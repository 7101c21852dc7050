use std::collections::BTreeMap;
use std::fmt;

use chrono::NaiveDate;
use serde::{Deserialize, Serialize};

use super::TrackerError;

/// Stable habit identifier derived from category and name
#[derive(Debug, Clone, PartialEq, Eq, PartialOrd, Ord, Hash, Serialize, Deserialize)]
#[serde(transparent)]
pub struct HabitId(String);

impl HabitId {
    /// Derive the id for a (category, name) pair.
    ///
    /// The id is the lower-cased `"{category}_{name}"` with every space replaced
    /// by an underscore. Saved files key habits by this string, so the rule
    /// must not change.
    ///
    /// ```
    /// use habit_quest::HabitId;
    /// let id = HabitId::derive("Self Improvement", "YouTube Learning");
    /// assert_eq!(id.as_str(), "self_improvement_youtube_learning");
    /// ```
    pub fn derive(category: &str, name: &str) -> Self {
        Self(format!("{}_{}", category, name).replace(' ', "_").to_lowercase())
    }

    /// Wrap an id that was already derived (e.g. read back from a snapshot)
    pub fn from_raw(raw: impl Into<String>) -> Self {
        Self(raw.into())
    }

    pub fn as_str(&self) -> &str {
        &self.0
    }
}

impl fmt::Display for HabitId {
    fn fmt(&self, f: &mut fmt::Formatter<'_>) -> fmt::Result {
        f.write_str(&self.0)
    }
}

/// Per-day completion record of a habit.
///
/// Entries are inserted or overwritten, never removed: unmarking a day stores
/// `false`, so the day keeps counting as tracked.
pub type CompletionLedger = BTreeMap<NaiveDate, bool>;

/// A tracked habit together with its derived progress
#[derive(Debug, Clone, PartialEq, Eq, Serialize, Deserialize)]
pub struct Habit {
    pub name: String,
    pub category: String,
    /// Current streak as of the last recomputation
    #[serde(default)]
    pub streak: u32,
    /// Best streak ever observed, never decreases
    #[serde(default)]
    pub longest_streak: u32,
    #[serde(default)]
    pub completions: CompletionLedger,
    #[serde(default)]
    pub xp: u64,
    #[serde(default = "default_level")]
    pub level: u32,
    pub created_date: NaiveDate,
}

fn default_level() -> u32 {
    1
}

impl Habit {
    /// Create an untouched habit, validating name and category
    pub fn new(name: &str, category: &str, created_date: NaiveDate) -> Result<Self, TrackerError> {
        if name.trim().is_empty() {
            return Err(TrackerError::Validation("habit name must not be empty".to_string()));
        }
        if category.trim().is_empty() {
            return Err(TrackerError::Validation("category must not be empty".to_string()));
        }

        Ok(Self {
            name: name.to_string(),
            category: category.to_string(),
            streak: 0,
            longest_streak: 0,
            completions: CompletionLedger::new(),
            xp: 0,
            level: 1,
            created_date,
        })
    }

    pub fn id(&self) -> HabitId {
        HabitId::derive(&self.category, &self.name)
    }

    /// Record the completion value for a day, returning the previous entry
    pub fn set_completion(&mut self, date: NaiveDate, completed: bool) -> Option<bool> {
        self.completions.insert(date, completed)
    }

    /// Whether the habit was completed on `date` (untracked days count as not completed)
    pub fn is_completed(&self, date: NaiveDate) -> bool {
        self.completions.get(&date).copied().unwrap_or(false)
    }

    pub fn has_any_completion(&self) -> bool {
        self.completions.values().any(|done| *done)
    }

    /// Number of days marked complete
    pub fn completed_days(&self) -> usize {
        self.completions.values().filter(|done| **done).count()
    }

    /// Number of days ever touched, including ones unmarked again
    pub fn tracked_days(&self) -> usize {
        self.completions.len()
    }
}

# # # # # # #

### Exercise description
Look through the records above and report how many lines hold the word "usize", giving only the number.

### Answer to the problem
2